[Supplied records]:
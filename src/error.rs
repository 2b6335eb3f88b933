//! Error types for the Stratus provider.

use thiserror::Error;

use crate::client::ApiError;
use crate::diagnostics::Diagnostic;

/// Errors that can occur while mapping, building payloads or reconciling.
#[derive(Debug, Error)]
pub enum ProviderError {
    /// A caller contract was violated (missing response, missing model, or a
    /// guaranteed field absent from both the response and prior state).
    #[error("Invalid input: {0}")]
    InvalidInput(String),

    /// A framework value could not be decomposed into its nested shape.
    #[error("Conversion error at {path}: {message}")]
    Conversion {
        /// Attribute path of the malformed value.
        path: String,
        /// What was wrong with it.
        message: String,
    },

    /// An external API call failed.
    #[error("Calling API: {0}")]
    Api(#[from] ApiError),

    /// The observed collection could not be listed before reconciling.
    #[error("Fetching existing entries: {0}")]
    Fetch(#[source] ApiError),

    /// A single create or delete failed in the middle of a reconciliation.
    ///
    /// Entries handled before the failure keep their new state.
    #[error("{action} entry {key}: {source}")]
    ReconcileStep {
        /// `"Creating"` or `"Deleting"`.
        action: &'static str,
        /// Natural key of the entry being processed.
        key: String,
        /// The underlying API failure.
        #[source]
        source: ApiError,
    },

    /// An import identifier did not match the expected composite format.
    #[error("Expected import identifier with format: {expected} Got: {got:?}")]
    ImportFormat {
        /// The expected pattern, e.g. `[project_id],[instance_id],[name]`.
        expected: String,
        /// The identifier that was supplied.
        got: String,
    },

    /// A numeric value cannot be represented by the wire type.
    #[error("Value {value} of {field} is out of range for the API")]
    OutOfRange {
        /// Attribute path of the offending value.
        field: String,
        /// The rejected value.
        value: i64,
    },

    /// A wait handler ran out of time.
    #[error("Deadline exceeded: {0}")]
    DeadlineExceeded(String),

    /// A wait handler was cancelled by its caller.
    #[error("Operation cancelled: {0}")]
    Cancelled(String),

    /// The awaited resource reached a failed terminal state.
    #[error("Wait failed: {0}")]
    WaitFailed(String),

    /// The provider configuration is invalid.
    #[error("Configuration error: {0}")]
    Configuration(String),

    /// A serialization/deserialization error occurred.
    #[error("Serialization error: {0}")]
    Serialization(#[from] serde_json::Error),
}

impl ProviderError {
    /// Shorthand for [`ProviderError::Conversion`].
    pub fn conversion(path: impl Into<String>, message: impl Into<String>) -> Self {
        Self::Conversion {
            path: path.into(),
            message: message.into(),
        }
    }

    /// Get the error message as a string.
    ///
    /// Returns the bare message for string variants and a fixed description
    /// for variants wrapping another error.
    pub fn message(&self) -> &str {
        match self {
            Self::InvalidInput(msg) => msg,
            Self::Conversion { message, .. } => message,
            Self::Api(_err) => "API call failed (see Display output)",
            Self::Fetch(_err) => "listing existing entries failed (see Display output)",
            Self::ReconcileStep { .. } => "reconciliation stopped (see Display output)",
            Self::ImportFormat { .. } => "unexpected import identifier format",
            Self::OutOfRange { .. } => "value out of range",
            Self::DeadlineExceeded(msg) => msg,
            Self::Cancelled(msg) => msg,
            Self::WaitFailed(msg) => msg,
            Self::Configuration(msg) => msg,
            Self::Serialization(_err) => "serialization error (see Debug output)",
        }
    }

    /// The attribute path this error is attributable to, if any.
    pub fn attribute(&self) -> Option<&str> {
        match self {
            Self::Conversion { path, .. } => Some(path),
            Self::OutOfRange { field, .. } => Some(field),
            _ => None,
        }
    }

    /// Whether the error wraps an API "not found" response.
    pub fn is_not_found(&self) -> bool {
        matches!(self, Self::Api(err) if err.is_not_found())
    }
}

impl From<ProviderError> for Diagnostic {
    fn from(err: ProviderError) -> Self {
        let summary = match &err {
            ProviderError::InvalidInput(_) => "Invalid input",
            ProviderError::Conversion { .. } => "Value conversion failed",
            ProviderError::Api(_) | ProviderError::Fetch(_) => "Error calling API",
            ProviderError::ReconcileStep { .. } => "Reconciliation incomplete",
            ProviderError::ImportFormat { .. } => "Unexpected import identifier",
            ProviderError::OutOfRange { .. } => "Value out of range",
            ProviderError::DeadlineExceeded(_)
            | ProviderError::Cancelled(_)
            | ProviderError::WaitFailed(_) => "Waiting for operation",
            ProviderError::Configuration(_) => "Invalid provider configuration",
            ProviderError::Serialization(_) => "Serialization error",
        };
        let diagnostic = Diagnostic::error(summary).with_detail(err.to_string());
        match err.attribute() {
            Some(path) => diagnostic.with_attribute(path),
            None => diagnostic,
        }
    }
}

* * *

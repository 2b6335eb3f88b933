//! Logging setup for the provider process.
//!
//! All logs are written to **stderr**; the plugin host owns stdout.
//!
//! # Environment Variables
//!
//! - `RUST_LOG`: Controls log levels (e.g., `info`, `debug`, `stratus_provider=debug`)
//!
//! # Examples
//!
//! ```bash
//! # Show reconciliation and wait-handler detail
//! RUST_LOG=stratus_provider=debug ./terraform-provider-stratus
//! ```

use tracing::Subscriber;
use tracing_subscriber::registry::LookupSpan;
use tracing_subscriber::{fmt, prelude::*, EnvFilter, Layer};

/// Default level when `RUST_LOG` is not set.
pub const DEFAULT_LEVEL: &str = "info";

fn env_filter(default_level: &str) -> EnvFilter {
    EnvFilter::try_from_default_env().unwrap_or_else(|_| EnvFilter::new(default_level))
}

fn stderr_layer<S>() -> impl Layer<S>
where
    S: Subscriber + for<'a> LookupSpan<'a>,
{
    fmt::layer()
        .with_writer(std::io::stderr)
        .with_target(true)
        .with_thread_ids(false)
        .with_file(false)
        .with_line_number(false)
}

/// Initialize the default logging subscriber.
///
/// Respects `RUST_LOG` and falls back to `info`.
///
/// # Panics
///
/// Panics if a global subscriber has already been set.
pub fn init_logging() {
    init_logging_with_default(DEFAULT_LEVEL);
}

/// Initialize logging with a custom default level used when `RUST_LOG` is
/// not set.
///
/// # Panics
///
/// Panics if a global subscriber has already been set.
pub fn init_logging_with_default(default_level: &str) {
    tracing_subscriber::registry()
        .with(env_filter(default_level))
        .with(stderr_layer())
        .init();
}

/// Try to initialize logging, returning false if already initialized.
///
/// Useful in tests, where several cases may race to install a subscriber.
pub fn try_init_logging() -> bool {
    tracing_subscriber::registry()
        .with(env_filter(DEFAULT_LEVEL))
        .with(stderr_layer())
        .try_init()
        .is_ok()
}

---

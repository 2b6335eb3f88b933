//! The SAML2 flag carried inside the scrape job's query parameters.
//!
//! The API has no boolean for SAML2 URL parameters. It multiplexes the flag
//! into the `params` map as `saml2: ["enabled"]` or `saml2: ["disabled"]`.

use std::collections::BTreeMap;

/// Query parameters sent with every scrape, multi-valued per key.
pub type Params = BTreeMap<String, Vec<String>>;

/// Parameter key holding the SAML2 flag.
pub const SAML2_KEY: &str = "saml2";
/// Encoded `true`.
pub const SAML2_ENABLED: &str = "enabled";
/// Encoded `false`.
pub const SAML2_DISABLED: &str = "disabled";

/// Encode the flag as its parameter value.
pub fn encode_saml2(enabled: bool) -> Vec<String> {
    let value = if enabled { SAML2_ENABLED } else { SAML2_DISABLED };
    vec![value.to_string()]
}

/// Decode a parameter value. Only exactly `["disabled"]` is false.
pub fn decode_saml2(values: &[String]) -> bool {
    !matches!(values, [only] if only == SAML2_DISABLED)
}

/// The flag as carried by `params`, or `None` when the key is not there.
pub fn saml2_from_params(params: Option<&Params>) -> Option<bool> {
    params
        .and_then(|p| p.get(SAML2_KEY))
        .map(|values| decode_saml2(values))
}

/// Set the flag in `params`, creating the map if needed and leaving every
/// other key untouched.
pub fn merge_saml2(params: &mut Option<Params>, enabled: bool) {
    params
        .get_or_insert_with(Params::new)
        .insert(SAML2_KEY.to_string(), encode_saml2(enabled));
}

[Problem description]: Using the listing above, report each line that mentions the word "summary".

[Answer below]:
        let summary = match &err {
        let diagnostic = Diagnostic::error(summary).with_detail(err.to_string());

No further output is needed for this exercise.